Recognized HTML document

160   Life and Letters of Francis Galton

You are very kind in giving me so much valuable advice and so much encouragement.

Miss Cobbe's review is very characteristic. She has not, however, quite caught what I am driving at in religious matters and which-if the book shall be enough read to make it reasonable for me to do so-I shall express more clearly. Very sincerely yours, FRANCIS GALTON.

The religious views are probably those of the Hereditary Genius : see our p. 114. The review, entitled : `Hereditary Piety',' by Frances Power Cobbe, will be found in the Theological Review, April, 1870. I do not know whether she was at this time a correspondent of Galton's, but she was so in 1877.

(7)   5, BERTIE TERRACE, LEAMINGTON. April 26/70.

MY DEAR DARWIN, Two more litters and no happy results, the young being all true silver greys. There ought to have been a third litter but the doe had not kindled. I shall next give a fresh infusion to every one of my old stock and hope to raise the proportion of alien blood in their bodies to at least 3 per cent. of their entire weight, or, say 30 per cent. of their entire blood.

I am obliged to defer all this for a week or two longer for my mother has been lying at the verge of death for a fortnight and I am wanted by her. She is now a trifle better and her illness-the result of bronchitis-may be less acute for a while and I may be able to get back to London. We have no reasonable hope that she will ever recover even a more moderate degree of health. Very sincerely yours, FRANCIS GALTON..

(8)   42, RUTLAND GATE, S.W. May 12, 1870 (written at the Athenaeum).

MY DEAR DARWIN, Good rabbit news! One of the latest litters has a white forefoot. It was born April 23rd, but as we did not disturb the young, the forefoot was not observed till to-day. The little things had huddled together showing only their backs and heads, and the foot was never suspected. The mother was injected from a grey and white and the father from a black and white. This, recollect, is from a transfusion of only 1/8th part of alien blood in each parent; now, after many unsuccessful experiments, I have greatly improved the method of operation and am beginning on the other jugulars of my stock. Yesterday I operated on 2 who are doing well to-day, and who now have 1/3rd alien blood in their veins. On Saturday I hope for still greater success, and shall go on...until I get at least one-half alien blood. The experiment is not fair to Pangenesis until I do.

We are for the time relieved from anxiety about my poor dear Mother, who suffered the agonies of death over and over again, but has strangely pulled through, and is now comfortable though very weak and seriously shaken. Very sincerely yours, FRANCIS GALTON.

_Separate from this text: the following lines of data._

impl EventLoop {
    pub fn new() -> io::Result<EventLoop> {
        EventLoop::with_config(Config::default())
    }

    pub fn with_config(config: Config) -> io::Result<EventLoop> {
        let mut selector = Selector::new()?;
        let waker_pipe = WakerPipe::new()?;
        let waker_state = Rc::new(RefCell::new(FdState::default()));
        selector.register(waker_pipe.fd(), Interest::READABLE, Rc::clone(&waker_state))?;

        let (tx, rx) = crossbeam_channel::unbounded();

        Ok(EventLoop {
            inner: Rc::new(RefCell::new(Inner {
                selector,
                fd_state: {
                    let mut m = HashMap::new();
                    m.insert(waker_pipe.fd(), waker_state);
                    m
                },
                ready: VecDeque::with_capacity(config.ready_capacity),
                timers: BinaryHeap::new(),
                timer_seq: 0,
                closed: false,
                running: false,
                stopping: false,
                waker_pipe,
                threadsafe_ready: rx,
                threadsafe_sender: tx,
                executor: Executor::with_threads(config.executor_threads),
                executor_pending: Vec::new(),
            })),
        })
    }

    /// A cloneable, `Send + Sync` handle that can interrupt this loop's
    /// blocked `select()` from another thread (spec §4.2's self-pipe).
    pub fn waker(&self) -> Waker {
        self.inner.borrow().waker_pipe.waker()
    }

    // -- scheduling -----------------------------------------------------

    pub fn call_soon<F>(&self, callback: F) -> Handle
    where
        F: FnOnce() + 'static,
    {
        let handle = Handle::new(Box::new(callback));
        self.inner.borrow_mut().ready.push_back(handle.clone());
        handle
    }

    pub fn call_later<F>(&self, delay: Duration, callback: F) -> TimerHandle
    where
        F: FnOnce() + 'static,
    {
        self.call_at(Deadline::after(delay), callback)
    }

    pub fn call_at<F>(&self, when: Deadline, callback: F) -> TimerHandle
    where
        F: FnOnce() + 'static,
    {
        let mut inner = self.inner.borrow_mut();
        let seq = inner.timer_seq;
        inner.timer_seq += 1;
        let th = TimerHandle {
            when,
            seq,
            handle: Handle::new(Box::new(callback)),
        };
        inner.timers.push(Reverse(th.clone()));
        th
    }

    /// The only scheduling entry point safe to call from a thread other
    /// than the one driving this loop (spec §4.2, §9). Rejects with
    /// `Error::LoopClosed` rather than silently enqueueing into a dead loop
    /// (an explicit resolution of an open question left unspecified).
    pub fn call_soon_threadsafe<F>(&self, callback: F) -> Result<()>
    where
        F: FnOnce() + Send + 'static,
    {
        let inner = self.inner.borrow();
        if inner.closed {
            return Err(Error::LoopClosed);
        }
        inner
            .threadsafe_sender
            .send(Box::new(callback))
            .map_err(|_| Error::LoopClosed)?;
        inner.waker_pipe.waker().wake().ok();
        Ok(())
    }

    // -- fd readiness -----------------------------------------------------

    fn fd_state(&self, fd: RawFd) -> Rc<RefCell<FdState>> {
        let mut inner = self.inner.borrow_mut();
        Rc::clone(
            inner
                .fd_state
                .entry(fd)
                .or_insert_with(|| Rc::new(RefCell::new(FdState::default()))),
        )
    }

    fn sync_interest(&self, fd: RawFd) -> io::Result<()> {
        let state = self.fd_state(fd);
        let (reader, writer) = {
            let s = state.borrow();
            (s.reader.is_some(), s.writer.is_some())
        };
        let mut inner = self.inner.borrow_mut();
        let mut interest = Interest::from_u8(0);
        if reader {
            interest |= Interest::READABLE;
        }
        if writer {
            interest |= Interest::WRITABLE;
        }
        if !reader && !writer {
            inner.fd_state.remove(&fd);
            return inner.selector.unregister(fd).map(|_| ());
        }
        if inner.selector.is_registered(fd) {
            inner.selector.modify(fd, interest, state)
        } else {
            inner.selector.register(fd, interest, state)
        }
    }

    pub fn add_reader<F>(&self, fd: RawFd, callback: F) -> io::Result<()>
    where
        F: FnOnce() + 'static,
    {
        let state = self.fd_state(fd);
        state.borrow_mut().reader = Some(Handle::new(Box::new(callback)));
        self.sync_interest(fd)
    }

    pub fn remove_reader(&self, fd: RawFd) -> io::Result<bool> {
        let state = self.fd_state(fd);
        let had = state.borrow_mut().reader.take().is_some();
        self.sync_interest(fd)?;
        Ok(had)
    }

    pub fn add_writer<F>(&self, fd: RawFd, callback: F) -> io::Result<()>
    where
        F: FnOnce() + 'static,
    {
        let state = self.fd_state(fd);
        state.borrow_mut().writer = Some(Handle::new(Box::new(callback)));
        self.sync_interest(fd)
    }

    pub fn remove_writer(&self, fd: RawFd) -> io::Result<bool> {
        let state = self.fd_state(fd);
        let had = state.borrow_mut().writer.take().is_some();
        self.sync_interest(fd)?;
        Ok(had)
    }

    // -- spawning ---------------------------------------------------------

    pub fn spawn<T, F>(&self, name: impl Into<String>, fut: F) -> Task<T>
    where
        T: Clone + 'static,
        F: std::future::Future<Output = Result<T>> + 'static,
    {
        Task::spawn(self, name, fut)
    }

    pub fn create_future<T: Clone + 'static>(&self) -> Future<T> {
        Future::new(self)
    }

    // -- running ----------------------------------------------------------

    pub fn is_running(&self) -> bool {
        self.inner.borrow().running
    }

    pub fn is_closed(&self) -> bool {
        self.inner.borrow().closed
    }

    pub fn stop(&self) {
        self.inner.borrow_mut().stopping = true;
    }

    pub fn close(&self) {
        let mut inner = self.inner.borrow_mut();
        assert!(!inner.running, "cannot close a running loop");
        inner.closed = true;
        inner.ready.clear();
        inner.timers.clear();
    }

    pub fn run_forever(&self) -> io::Result<()> {
        {
            let mut inner = self.inner.borrow_mut();
            assert!(!inner.closed, "event loop is closed");
            assert!(!inner.running, "event loop already running");
            inner.running = true;
            inner.stopping = false;
        }
        loop {
            self.run_once()?;
            if self.inner.borrow().stopping {
                break;
            }
        }
        self.inner.borrow_mut().running = false;
        Ok(())
    }

    /// Drives the loop until `future` completes, then returns its result.
    /// Spec §4.2's most common entry point.
    pub fn run_until_complete<T: Clone + 'static>(&self, future: &Future<T>) -> Result<T> {
        let done = Rc::new(RefCell::new(false));
        {
            let done = Rc::clone(&done);
            let self_clone = self.clone();
            future.add_done_callback(move |_| {
                *done.borrow_mut() = true;
                self_clone.stop();
            });
        }

        {
            let mut inner = self.inner.borrow_mut();
            assert!(!inner.closed, "event loop is closed");
            assert!(!inner.running, "event loop already running");
            inner.running = true;
            inner.stopping = false;
        }
        loop {
            self.run_once().map_err(Error::Io)?;
            if self.inner.borrow().stopping {
                break;
            }
        }
        self.inner.borrow_mut().running = false;

        future.result()
    }

    /// One iteration: fire due timers, compute a selector timeout, poll,
    /// dispatch ready fds, then drain and run a *snapshot* of the
    /// ready-queue (spec §4.2 steps 1-5; callbacks scheduled during this
    /// iteration run on the next one, never the current one).
    fn run_once(&self) -> io::Result<()> {
        self.drain_threadsafe();
        self.poll_executor_pending();
        self.expire_timers();

        let timeout = self.compute_timeout();
        let events = {
            let mut inner = self.inner.borrow_mut();
            inner.selector.select(timeout)?
        };

        for event in events {
            if event.fd == self.inner.borrow().waker_pipe.fd() {
                self.inner.borrow_mut().waker_pipe.drain();
                continue;
            }
            let state = event.data;
            let (reader, writer) = {
                let s = state.borrow();
                (s.reader.clone(), s.writer.clone())
            };
            if event.events.is_readable() {
                if let Some(h) = reader {
                    self.inner.borrow_mut().ready.push_back(h);
                }
            }
            if event.events.is_writable() {
                if let Some(h) = writer {
                    self.inner.borrow_mut().ready.push_back(h);
                }
            }
        }

        self.drain_threadsafe();

        let batch: Vec<Handle> = {
            let mut inner = self.inner.borrow_mut();
            inner.ready.drain(..).collect()
        };
        for handle in batch {
            if !handle.cancelled() {
                handle.run();
            }
        }
        Ok(())
    }

    fn drain_threadsafe(&self) {
        let callbacks: Vec<_> = {
            let inner = self.inner.borrow();
            inner.threadsafe_ready.try_iter().collect()
        };
        for cb in callbacks {
            self.call_soon(cb);
        }
    }

    fn poll_executor_pending(&self) {
        let mut inner = self.inner.borrow_mut();
        inner.executor_pending.retain_mut(|poller| !poller());
    }

    fn expire_timers(&self) {
        let now = Deadline::now();
        let mut inner = self.inner.borrow_mut();
        let mut due = Vec::new();
        while let Some(Reverse(top)) = inner.timers.peek() {
            if top.cancelled() {
                inner.timers.pop();
                continue;
            }
            if top.when() > now {
                break;
            }
            if let Some(Reverse(th)) = inner.timers.pop() {
                due.push(th);
            }
        }
        for th in due {
            inner.ready.push_back(th.handle);
        }
    }

    fn compute_timeout(&self) -> Option<Duration> {
        let inner = self.inner.borrow();
        if !inner.ready.is_empty() {
            return Some(Duration::ZERO);
        }
        match inner.timers.peek() {
            Some(Reverse(th)) => Some(th.when().remaining()),
            None => None,
        }
    }

    // -- executor bridge ----------------------------------------------------

    /// Runs a blocking closure on the shared thread pool, returning a
    /// `Future` that resolves on this loop once it finishes (spec §6).
    ///
    /// The worker thread never touches the `Rc`-based `Future` directly —
    /// it only owns the `Sender` half of a dedicated one-shot channel,
    /// which is `Send` as long as `T` is. The receiving half, paired with
    /// the `Future` it will complete, stays on the loop thread and is
    /// polled once per iteration after the waker fires.
    pub fn run_in_executor<T, F>(&self, work: F) -> Future<T>
    where
        T: Clone + Send + 'static,
        F: FnOnce() -> T + Send + 'static,
    {
        let fut = self.create_future::<T>();
        let (tx, rx) = crossbeam_channel::bounded(1);
        let loop_waker = self.waker();
        self.inner.borrow().executor.spawn(move || {
            let value = work();
            let _ = tx.send(value);
            let _ = loop_waker.wake();
        });

        let fut_for_poll = fut.clone();
        self.inner.borrow_mut().executor_pending.push(Box::new(move || {
            match rx.try_recv() {
                Ok(value) => {
                    fut_for_poll.set_result(value);
                    true
                }
                Err(_) => false,
            }
        }));
        fut
    }
}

The appearance of an `orphan foot,' or even two, in normally wholecoloured animals purely-bred is a common event; but it is interesting to note how Galton seized any feature he could that supported mongrelisation, and thus the demonstration of the truth of 'pangenesis.' He discusses this white foot, pp. 402-3 of his paper, but, I think, might have dismissed it as he did the white noses and flare of some of his first batch of litters.

(9)   42, RUTLAND GATE, S.W. June 1st, 1870 (written at the Athenaeum).

MY DEAR DARWIN, Though I have no new litter to report, and shall have only one before the end of the month, I do not like to let more time go by, without heartily thanking you for your helpful and encouraging letter. I will not trouble you with details now, but simply say that I feel sure, unless some unexpected disaster to my stock should arise, that I shall have a very complete set of experiments finished before August. My bucks have been heavily re-transfused and I have a doe in the same state. Also I shall have all the combinations, extreme and intermediate, of pure and transfused bucks with pure and transfused does.

I find I cannot manage pigeons for want of a dove-cot, and dare not try dogs lest the Zoological Gardens should be alarmed by the noise and I should be extruded. But notwith

' Reprinted in Darwinism in Morals, and other Essays, 1872.